▸ Task prompt: Print, in exact form, the lines below from the one containing "events_out.line(&record.render());" through the one containing "filename crates/ramscope-core/src/analyses/sched.rs", and omit all others.

Saved data entries:
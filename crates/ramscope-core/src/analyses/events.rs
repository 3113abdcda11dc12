//! Event-log extraction from the persistent-RAM store.
//!
//! The store keeps per-cpu event zones (register read/write traces) and a
//! console zone. Zones are physically circular buffers, so the recovered
//! text is not time-ordered; each entry carries its own nanosecond
//! timestamp in a fixed line grammar, and the extractor re-emits entries
//! sorted by that timestamp.
//!
//! Raw entry format:
//!
//! ```text
//! io_read: type=readl cpu=1 ts:58270610802 data=0xffffff8009de8614 caller=qcom_geni_serial_start_tx+0x114/0x150
//! ```

use crate::error::{AnalysisError, Result};
use crate::report::ReportSink;
use crate::session::Session;
use crate::types::PhysAddr;

/// One parsed event entry.
#[derive(Debug, Clone, PartialEq, Eq)]
pub struct EventRecord
{
    pub timestamp_ns: u64,
    pub label: String,
    pub event_type: String,
    pub data: String,
    pub caller: String,
}

impl EventRecord
{
    /// Rendered output line, timestamp first in seconds.
    pub fn render(&self) -> String
    {
        format!(
            "[{:.9}] {} : {} from address {} called from {}",
            self.timestamp_ns as f64 / 1_000_000_000.0,
            self.label,
            self.event_type,
            self.data,
            self.caller
        )
    }
}

fn field<'a>(text: &'a str, start: &str, end: &str) -> Option<&'a str>
{
    let tail = text.split(start).nth(1)?;
    Some(tail.split(end).next().unwrap_or(tail).trim())
}

/// Parse one raw event line. Lines that don't match the grammar are
/// skipped by the caller.
pub fn parse_event_line(line: &str) -> Option<EventRecord>
{
    let (label, rest) = line.split_once(':')?;
    let label = label.trim();
    if !label.starts_with("io_") {
        return None;
    }

    let event_type = field(rest, "type=", "cpu=")?;
    let timestamp = field(rest, "ts:", "data=")?;
    let data = field(rest, "data=", "caller=")?;
    let caller = rest.split("caller=").nth(1)?.trim();

    Some(EventRecord {
        timestamp_ns: timestamp.parse().ok()?,
        label: label.to_string(),
        event_type: event_type.to_string(),
        data: data.to_string(),
        caller: caller.to_string(),
    })
}

/// Sort parsed entries ascending by timestamp.
pub fn sort_events(mut records: Vec<EventRecord>) -> Vec<EventRecord>
{
    records.sort_by_key(|record| record.timestamp_ns);
    records
}

fn ascii_text(bytes: &[u8]) -> String
{
    bytes
        .iter()
        .filter(|byte| byte.is_ascii() && (!byte.is_ascii_control() || **byte == b'\n'))
        .map(|byte| *byte as char)
        .collect()
}

/// Extract the per-cpu event zones (sorted) and the console zone (raw).
pub fn extract_event_logs(session: &Session, events_out: &mut dyn ReportSink, console_out: &mut dyn ReportSink)
    -> Result<()>
{
    let pstore = session
        .layout()
        .and_then(|layout| layout.pstore)
        .ok_or_else(|| AnalysisError::MissingDebugField {
            type_name: "struct ramoops_context".to_string(),
            field: "eprzs".to_string(),
        })?;
    let base = session
        .address_of("oops_cxt")
        .ok_or_else(|| AnalysisError::UnresolvedSymbol("oops_cxt".to_string()))?;

    let mem = session.mem();

    // Per-cpu event zones: an array of zone pointers, one buffer per cpu
    // laid out back to back in physical memory.
    let event_zones = mem
        .read_pointer(base + pstore.event_zones)
        .and_then(|array| mem.read_pointer(array));
    if let Some(zone) = event_zones {
        let start = mem.read_u32(zone + pstore.zone_paddr);
        let size = mem.read_u32(zone + pstore.zone_size);
        if let (Some(start), Some(size)) = (start, size) {
            let cpus = session.num_cpus().unwrap_or(1);
            for cpu in 0..cpus {
                let zone_base = u64::from(start) + u64::from(size) * u64::from(cpu);
                let Some(bytes) = session.image().read_physical(PhysAddr::new(zone_base), size as usize) else {
                    continue;
                };
                events_out.line(&format!("--- cpu {cpu} ---"));
                let text = ascii_text(&bytes);
                let records = sort_events(text.lines().filter_map(parse_event_line).collect());
                for record in records {
                    events_out.line(&record.render());
                }
            }
        }
    }

    // Console zone: one contiguous ASCII log, emitted as-is.
    let console_zone = mem.read_pointer(base + pstore.console_zone);
    if let Some(zone) = console_zone {
        let start = mem.read_u32(zone + pstore.zone_paddr);
        let size = mem.read_u32(zone + pstore.zone_size);
        if let (Some(start), Some(size)) = (start, size) {
            if let Some(bytes) = session.image().read_physical(PhysAddr::new(u64::from(start)), size as usize) {
                console_out.raw(ascii_text(&bytes).as_bytes());
            }
        }
    }

    Ok(())
}
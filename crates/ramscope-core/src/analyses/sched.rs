//! Scheduler sanity checks: compare a handful of fixed tunables and
//! per-cpu runqueue invariants against their expected defaults and flag
//! deviations as warnings. Nothing here is corrective; the value of the
//! check is knowing that load balancing was broken *before* the crash.

use crate::debuginfo::KernelVersion;
use crate::error::{AnalysisError, Result};
use crate::report::ReportSink;
use crate::session::Session;

const DEFAULT_MIGRATION_NR: u64 = 32;
const DEFAULT_MIGRATION_COST: u64 = 500_000;

/// Indices of the set bits of a cpu mask.
pub fn mask_bit_positions(mask: u64) -> Vec<u32>
{
    (0..u64::BITS).filter(|bit| mask & (1 << bit) != 0).collect()
}

fn read_u32_symbol(session: &Session, symbol: &str) -> Option<u32>
{
    session
        .address_of(symbol)
        .and_then(|addr| session.mem().read_u32(addr))
}

/// Run all checks, emitting warnings for anything off-default.
pub fn check_scheduler(session: &Session, out: &mut dyn ReportSink) -> Result<()>
{
    // Load-balancer batch size.
    match read_u32_symbol(session, "sysctl_sched_nr_migrate") {
        Some(value) if u64::from(value) != DEFAULT_MIGRATION_NR => {
            out.line("***** WARNING:");
            out.line("\t sysctl_sched_nr_migrate has changed!!");
            out.line("\t If it is single digit, the scheduler's load balancer was broken in this dump");
            out.line(&format!("\t\tDefault: {DEFAULT_MIGRATION_NR} and value in dump: {value}"));
        }
        _ => {}
    }

    // Migration cost threshold.
    match read_u32_symbol(session, "sysctl_sched_migration_cost") {
        Some(value) if u64::from(value) != DEFAULT_MIGRATION_COST => {
            out.line("***** WARNING:");
            out.line("\t sysctl_sched_migration_cost has changed!!");
            out.line(&format!("\t\tDefault: {DEFAULT_MIGRATION_COST} and value in dump: {value}"));
        }
        _ => {}
    }

    // Bandwidth control is informational, not a deviation.
    if let Some(slice) = read_u32_symbol(session, "sysctl_sched_cfs_bandwidth_slice") {
        out.line("***** INFORMATION:");
        out.line("\tCFS_BANDWIDTH is enabled in the dump!!");
        out.line(&format!("\tBandwidth slice: {slice}"));
    }

    check_root_domains(session, out)
}

/// Every online cpu should sit in a real root domain with a populated
/// sched_domain hierarchy; the boot-time defaults mean isolation or a
/// half-torn-down topology.
fn check_root_domains(session: &Session, out: &mut dyn ReportSink) -> Result<()>
{
    let mem = session.mem();

    let online_symbol = if session.version() >= KernelVersion::new(4, 9, 0) {
        "__cpu_online_mask"
    } else {
        "cpu_online_bits"
    };
    let bits_offset = session
        .layout()
        .and_then(|layout| layout.cpumask_bits)
        .unwrap_or(0);
    let online = session
        .address_of(online_symbol)
        .and_then(|addr| mem.read_word(addr + bits_offset))
        .ok_or_else(|| AnalysisError::UnresolvedSymbol(online_symbol.to_string()))?;

    let runqueues = session
        .address_of("runqueues")
        .ok_or_else(|| AnalysisError::UnresolvedSymbol("runqueues".to_string()))?;
    let offsets = session
        .layout()
        .map(|layout| layout.runqueue)
        .ok_or_else(|| AnalysisError::Setup("no structure layout".to_string()))?;
    let def_root_domain = session.address_of("def_root_domain");

    for cpu in mask_bit_positions(online) {
        let Some(pcpu) = session.per_cpu_offset(cpu) else {
            continue;
        };
        let rq = runqueues + pcpu;

        if let (Some(rd_offset), Some(def_rd)) = (offsets.root_domain, def_root_domain) {
            if mem.read_word(rq + rd_offset) == Some(def_rd.value()) {
                out.line("***** WARNING:");
                out.line(&format!(
                    "Online cpu:{cpu} is attached to the default sched root domain {def_rd}"
                ));
            }
        }

        if let Some(sd_offset) = offsets.sched_domain {
            let sd = mem.read_word(rq + sd_offset);
            if sd == Some(0) || sd.is_none() {
                out.line("***** WARNING:");
                out.line(&format!("Online cpu:{cpu} has a null sched_domain!!"));
            }
        }
    }

    Ok(())
}

#[cfg(test)]
mod tests
{
    use super::*;

    #[test]
    fn test_mask_bit_positions()
    {
        assert_eq!(mask_bit_positions(0b1011), vec![0, 1, 3]);
        assert!(mask_bit_positions(0).is_empty());
        assert_eq!(mask_bit_positions(1 << 63), vec![63]);
    }
}
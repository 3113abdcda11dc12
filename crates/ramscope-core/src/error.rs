//! # Error Types
//!
//! General error handling for the analysis engine.
//!
//! We use `thiserror` to automatically generate `Error` trait implementations
//! and nice error messages.
//!
//! Most primitives in this crate signal failure by returning `None`: an
//! unreadable word, an untranslatable address or an unresolvable symbol is
//! ordinary in a crash dump and the enclosing component decides whether to
//! substitute a default, skip a sub-step or halt that one sub-analysis.
//! `AnalysisError` is reserved for the places where a *reason* has to travel
//! upward: session setup (where nothing can proceed) and component-level
//! aborts that the caller reports to the user.

use std::path::PathBuf;

use thiserror::Error;

/// Main error type for analysis operations
///
/// ## Error Categories
///
/// 1. **Setup errors** (fatal to the run): `NoSegments`, `NoSymbols`,
///    `VersionMismatch`, `Setup`
/// 2. **Degradation markers** (local to one sub-analysis): `UnresolvedSymbol`,
///    `InvalidTranslation`, `CorruptStructure`, `MissingDebugField`,
///    `OutOfRangeRead`, `UnwindAbort`
/// 3. **I/O errors**: `Io` (for dump segment and vmlinux file access)
#[derive(Error, Debug)]
pub enum AnalysisError
{
    /// No usable memory segments could be loaded from the dump manifest.
    ///
    /// Without at least one segment there is nothing to analyze, so this is
    /// fatal to the whole session.
    #[error("no memory segments found under {0}")]
    NoSegments(PathBuf),

    /// The kernel symbol table came up empty.
    ///
    /// This usually means the supplied vmlinux is stripped or does not match
    /// the dump at all.
    #[error("unable to retrieve any symbols from {0}")]
    NoSymbols(PathBuf),

    /// The version banner read out of the dump does not match the vmlinux.
    #[error("version banner mismatch: vmlinux has {vmlinux:?}, dump has {dump:?}")]
    VersionMismatch
    {
        /// Banner compiled into the supplied vmlinux
        vmlinux: String,
        /// Banner found in the memory image (`None` when unreadable)
        dump: Option<String>,
    },

    /// A session-setup step failed in a way that makes analysis impossible.
    ///
    /// Examples: the page-table geometry could not be probed, or the kernel
    /// version could not be extracted from the banner.
    #[error("session setup failed: {0}")]
    Setup(String),

    /// A name could not be resolved against the symbol table.
    #[error("unresolved symbol: {0}")]
    UnresolvedSymbol(String),

    /// A virtual address did not translate to any physical address.
    #[error("no translation for virtual address 0x{0:016x}")]
    InvalidTranslation(u64),

    /// A kernel data structure failed validation while being traversed.
    #[error("corrupt structure at 0x{addr:016x}: {reason}")]
    CorruptStructure
    {
        /// Address of the offending node
        addr: u64,
        /// What the validation found
        reason: String,
    },

    /// Debug metadata required by a sub-step is absent from this build.
    #[error("missing debug field: {type_name}.{field}")]
    MissingDebugField
    {
        /// C type the field belongs to (e.g. `struct task_struct`)
        type_name: String,
        /// Field name that could not be resolved
        field: String,
    },

    /// A physical read fell outside every loaded segment.
    #[error("physical read at 0x{0:016x} is outside all segments")]
    OutOfRangeRead(u64),

    /// Unwinding aborted for one frame (bad instruction, sp out of bounds...).
    #[error("unwind aborted: {0}")]
    UnwindAbort(String),

    /// I/O error (for file operations, etc.)
    ///
    /// Used for errors when reading dump segments or the vmlinux.
    /// This is a standard Rust `std::io::Error` converted to our error type.
    #[error("IO error: {0}")]
    Io(#[from] std::io::Error),
}

/// Convenience type alias for `Result<T, AnalysisError>`
///
/// ```rust
/// use ramscope_core::error::Result;
/// fn foo() -> Result<()>
/// {
///     Ok(())
/// }
/// ```
pub type Result<T> = std::result::Result<T, AnalysisError>;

▸ Finished task:
                    events_out.line(&record.render());
                }
            }
        }
    }

    // Console zone: one contiguous ASCII log, emitted as-is.
    let console_zone = mem.read_pointer(base + pstore.console_zone);
    if let Some(zone) = console_zone {
        let start = mem.read_u32(zone + pstore.zone_paddr);
        let size = mem.read_u32(zone + pstore.zone_size);
        if let (Some(start), Some(size)) = (start, size) {
            if let Some(bytes) = session.image().read_physical(PhysAddr::new(u64::from(start)), size as usize) {
                console_out.raw(ascii_text(&bytes).as_bytes());
            }
        }
    }

    Ok(())
}
filename crates/ramscope-core/src/analyses/sched.rs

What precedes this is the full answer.